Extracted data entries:
════════════════
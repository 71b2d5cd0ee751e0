//! Marker grammar: the fixed colour palette and the `%hl-<colour>%` token.
//!
//! Everything that knows about colours (the regexes, the stylesheet, the
//! palette UI, parsing) derives from [`PALETTE`]. Adding a colour means adding
//! a [`ColorTag`] variant and one palette row.

use regex::Regex;
use std::fmt;
use std::str::FromStr;
use std::sync::LazyLock;

/// Prefix of every marker token.
pub const MARKER_PREFIX: &str = "%hl-";
/// Suffix of every marker token.
pub const MARKER_SUFFIX: &str = "%";

/// An RGB colour used for highlight backgrounds and palette swatches.
#[derive(Debug, Clone, Copy, PartialEq, Eq)]
pub struct Rgb(pub u8, pub u8, pub u8);

impl Rgb {
    /// CSS functional notation, e.g. `rgb(255, 250, 205)`.
    pub fn css(self) -> String {
        format!("rgb({}, {}, {})", self.0, self.1, self.2)
    }

    /// Upper-case hex notation, e.g. `#FFD600`.
    pub fn hex(self) -> String {
        format!("#{:02X}{:02X}{:02X}", self.0, self.1, self.2)
    }
}

/// A highlight colour from the fixed palette.
#[derive(Debug, Clone, Copy, PartialEq, Eq, Hash)]
pub enum ColorTag {
    Yellow,
    Red,
    Pink,
    Green,
    Blue,
    Purple,
    Gray,
}

/// One palette row.
#[derive(Debug, Clone, Copy)]
pub struct ColorSpec {
    pub tag: ColorTag,
    pub name: &'static str,
    /// Soft background used for highlighted lines and marker pills.
    pub highlight: Rgb,
    /// Vivid colour used for the palette swatch.
    pub swatch: Rgb,
}

/// The palette, in canonical order.
pub const PALETTE: [ColorSpec; 7] = [
    ColorSpec {
        tag: ColorTag::Yellow,
        name: "yellow",
        highlight: Rgb(255, 250, 205),
        swatch: Rgb(0xFF, 0xD6, 0x00),
    },
    ColorSpec {
        tag: ColorTag::Red,
        name: "red",
        highlight: Rgb(255, 237, 237),
        swatch: Rgb(0xFF, 0x17, 0x44),
    },
    ColorSpec {
        tag: ColorTag::Pink,
        name: "pink",
        highlight: Rgb(255, 235, 247),
        swatch: Rgb(0xF5, 0x00, 0xA3),
    },
    ColorSpec {
        tag: ColorTag::Green,
        name: "green",
        highlight: Rgb(228, 248, 236),
        swatch: Rgb(0x00, 0xC8, 0x53),
    },
    ColorSpec {
        tag: ColorTag::Blue,
        name: "blue",
        highlight: Rgb(233, 245, 254),
        swatch: Rgb(0x29, 0x79, 0xFF),
    },
    ColorSpec {
        tag: ColorTag::Purple,
        name: "purple",
        highlight: Rgb(249, 239, 253),
        swatch: Rgb(0xAA, 0x00, 0xFF),
    },
    ColorSpec {
        tag: ColorTag::Gray,
        name: "gray",
        highlight: Rgb(241, 242, 244),
        swatch: Rgb(0x61, 0x61, 0x61),
    },
];

impl ColorTag {
    /// All colours in canonical palette order.
    pub const ALL: [ColorTag; 7] = [
        ColorTag::Yellow,
        ColorTag::Red,
        ColorTag::Pink,
        ColorTag::Green,
        ColorTag::Blue,
        ColorTag::Purple,
        ColorTag::Gray,
    ];

    /// The palette row for this colour.
    pub fn spec(self) -> &'static ColorSpec {
        // PALETTE is declared in the same order as the enum.
        &PALETTE[self as usize]
    }

    /// Canonical lower-case name.
    pub fn name(self) -> &'static str {
        self.spec().name
    }

    pub fn highlight(self) -> Rgb {
        self.spec().highlight
    }

    pub fn swatch(self) -> Rgb {
        self.spec().swatch
    }
}

impl fmt::Display for ColorTag {
    fn fmt(&self, f: &mut fmt::Formatter<'_>) -> fmt::Result {
        f.write_str(self.name())
    }
}

#[derive(Debug, Clone, PartialEq, Eq, thiserror::Error)]
#[error("Unknown highlight colour: {0}")]
pub struct UnknownColor(pub String);

impl FromStr for ColorTag {
    type Err = UnknownColor;

    fn from_str(s: &str) -> Result<Self, Self::Err> {
        PALETTE
            .iter()
            .find(|spec| spec.name.eq_ignore_ascii_case(s))
            .map(|spec| spec.tag)
            .ok_or_else(|| UnknownColor(s.to_string()))
    }
}

/// The canonical token for a colour, e.g. `%hl-yellow%`.
pub fn marker_token(color: ColorTag) -> String {
    format!("{MARKER_PREFIX}{}{MARKER_SUFFIX}", color.name())
}

fn color_alternation() -> String {
    PALETTE
        .iter()
        .map(|spec| regex::escape(spec.name))
        .collect::<Vec<_>>()
        .join("|")
}

/// Matches a marker token anywhere in a string. Group 1 is the colour name.
pub static MARKER_ANYWHERE: LazyLock<Regex> = LazyLock::new(|| {
    let pattern = format!(
        "(?i){}({}){}",
        regex::escape(MARKER_PREFIX),
        color_alternation(),
        regex::escape(MARKER_SUFFIX)
    );
    Regex::new(&pattern).expect("marker pattern is built from fixed palette names")
});

/// Matches a marker token at the end of a line, trailing whitespace allowed.
/// Group 1 is the colour name.
pub static MARKER_AT_LINE_END: LazyLock<Regex> = LazyLock::new(|| {
    let pattern = format!(
        r"(?i){}({}){}\s*$",
        regex::escape(MARKER_PREFIX),
        color_alternation(),
        regex::escape(MARKER_SUFFIX)
    );
    Regex::new(&pattern).expect("marker pattern is built from fixed palette names")
});

/// True if the text contains a marker token anywhere, trailing or not.
pub fn contains_marker(text: &str) -> bool {
    MARKER_ANYWHERE.is_match(text)
}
════════════════
[Problem requirements]: Repeat each record word for word.

[Exercise result]:
repository 71b2d5cd0ee751e0
//! Marker grammar: the fixed colour palette and the `%hl-<colour>%` token.
//!
//! Everything that knows about colours (the regexes, the stylesheet, the
//! palette UI, parsing) derives from [`PALETTE`]. Adding a colour means adding
//! a [`ColorTag`] variant and one palette row.

use regex::Regex;
use std::fmt;
use std::str::FromStr;
use std::sync::LazyLock;

/// Prefix of every marker token.
pub const MARKER_PREFIX: &str = "%hl-";
/// Suffix of every marker token.
pub const MARKER_SUFFIX: &str = "%";

/// An RGB colour used for highlight backgrounds and palette swatches.
#[derive(Debug, Clone, Copy, PartialEq, Eq)]
pub struct Rgb(pub u8, pub u8, pub u8);

impl Rgb {
    /// CSS functional notation, e.g. `rgb(255, 250, 205)`.
    pub fn css(self) -> String {
        format!("rgb({}, {}, {})", self.0, self.1, self.2)
    }

    /// Upper-case hex notation, e.g. `#FFD600`.
    pub fn hex(self) -> String {
        format!("#{:02X}{:02X}{:02X}", self.0, self.1, self.2)
    }
}

/// A highlight colour from the fixed palette.
#[derive(Debug, Clone, Copy, PartialEq, Eq, Hash)]
pub enum ColorTag {
    Yellow,
    Red,
    Pink,
    Green,
    Blue,
    Purple,
    Gray,
}

/// One palette row.
#[derive(Debug, Clone, Copy)]
pub struct ColorSpec {
    pub tag: ColorTag,
    pub name: &'static str,
    /// Soft background used for highlighted lines and marker pills.
    pub highlight: Rgb,
    /// Vivid colour used for the palette swatch.
    pub swatch: Rgb,
}

/// The palette, in canonical order.
pub const PALETTE: [ColorSpec; 7] = [
    ColorSpec {
        tag: ColorTag::Yellow,
        name: "yellow",
        highlight: Rgb(255, 250, 205),
        swatch: Rgb(0xFF, 0xD6, 0x00),
    },
    ColorSpec {
        tag: ColorTag::Red,
        name: "red",
        highlight: Rgb(255, 237, 237),
        swatch: Rgb(0xFF, 0x17, 0x44),
    },
    ColorSpec {
        tag: ColorTag::Pink,
        name: "pink",
        highlight: Rgb(255, 235, 247),
        swatch: Rgb(0xF5, 0x00, 0xA3),
    },
    ColorSpec {
        tag: ColorTag::Green,
        name: "green",
        highlight: Rgb(228, 248, 236),
        swatch: Rgb(0x00, 0xC8, 0x53),
    },
    ColorSpec {
        tag: ColorTag::Blue,
        name: "blue",
        highlight: Rgb(233, 245, 254),
        swatch: Rgb(0x29, 0x79, 0xFF),
    },
    ColorSpec {
        tag: ColorTag::Purple,
        name: "purple",
        highlight: Rgb(249, 239, 253),
        swatch: Rgb(0xAA, 0x00, 0xFF),
    },
    ColorSpec {
        tag: ColorTag::Gray,
        name: "gray",
        highlight: Rgb(241, 242, 244),
        swatch: Rgb(0x61, 0x61, 0x61),
    },
];

impl ColorTag {
    /// All colours in canonical palette order.
    pub const ALL: [ColorTag; 7] = [
        ColorTag::Yellow,
        ColorTag::Red,
        ColorTag::Pink,
        ColorTag::Green,
        ColorTag::Blue,
        ColorTag::Purple,
        ColorTag::Gray,
    ];

    /// The palette row for this colour.
    pub fn spec(self) -> &'static ColorSpec {
        // PALETTE is declared in the same order as the enum.
        &PALETTE[self as usize]
    }

    /// Canonical lower-case name.
    pub fn name(self) -> &'static str {
        self.spec().name
    }

    pub fn highlight(self) -> Rgb {
        self.spec().highlight
    }

    pub fn swatch(self) -> Rgb {
        self.spec().swatch
    }
}

impl fmt::Display for ColorTag {
    fn fmt(&self, f: &mut fmt::Formatter<'_>) -> fmt::Result {
        f.write_str(self.name())
    }
}

#[derive(Debug, Clone, PartialEq, Eq, thiserror::Error)]
#[error("Unknown highlight colour: {0}")]
pub struct UnknownColor(pub String);

impl FromStr for ColorTag {
    type Err = UnknownColor;

    fn from_str(s: &str) -> Result<Self, Self::Err> {
        PALETTE
            .iter()
            .find(|spec| spec.name.eq_ignore_ascii_case(s))
            .map(|spec| spec.tag)
            .ok_or_else(|| UnknownColor(s.to_string()))
    }
}

/// The canonical token for a colour, e.g. `%hl-yellow%`.
pub fn marker_token(color: ColorTag) -> String {
    format!("{MARKER_PREFIX}{}{MARKER_SUFFIX}", color.name())
}

fn color_alternation() -> String {
    PALETTE
        .iter()
        .map(|spec| regex::escape(spec.name))
        .collect::<Vec<_>>()
        .join("|")
}

/// Matches a marker token anywhere in a string. Group 1 is the colour name.
pub static MARKER_ANYWHERE: LazyLock<Regex> = LazyLock::new(|| {
    let pattern = format!(
        "(?i){}({}){}",
        regex::escape(MARKER_PREFIX),
        color_alternation(),
        regex::escape(MARKER_SUFFIX)
    );
    Regex::new(&pattern).expect("marker pattern is built from fixed palette names")
});

/// Matches a marker token at the end of a line, trailing whitespace allowed.
/// Group 1 is the colour name.
pub static MARKER_AT_LINE_END: LazyLock<Regex> = LazyLock::new(|| {
    let pattern = format!(
        r"(?i){}({}){}\s*$",
        regex::escape(MARKER_PREFIX),
        color_alternation(),
        regex::escape(MARKER_SUFFIX)
    );
    Regex::new(&pattern).expect("marker pattern is built from fixed palette names")
});

/// True if the text contains a marker token anywhere, trailing or not.
pub fn contains_marker(text: &str) -> bool {
    MARKER_ANYWHERE.is_match(text)
}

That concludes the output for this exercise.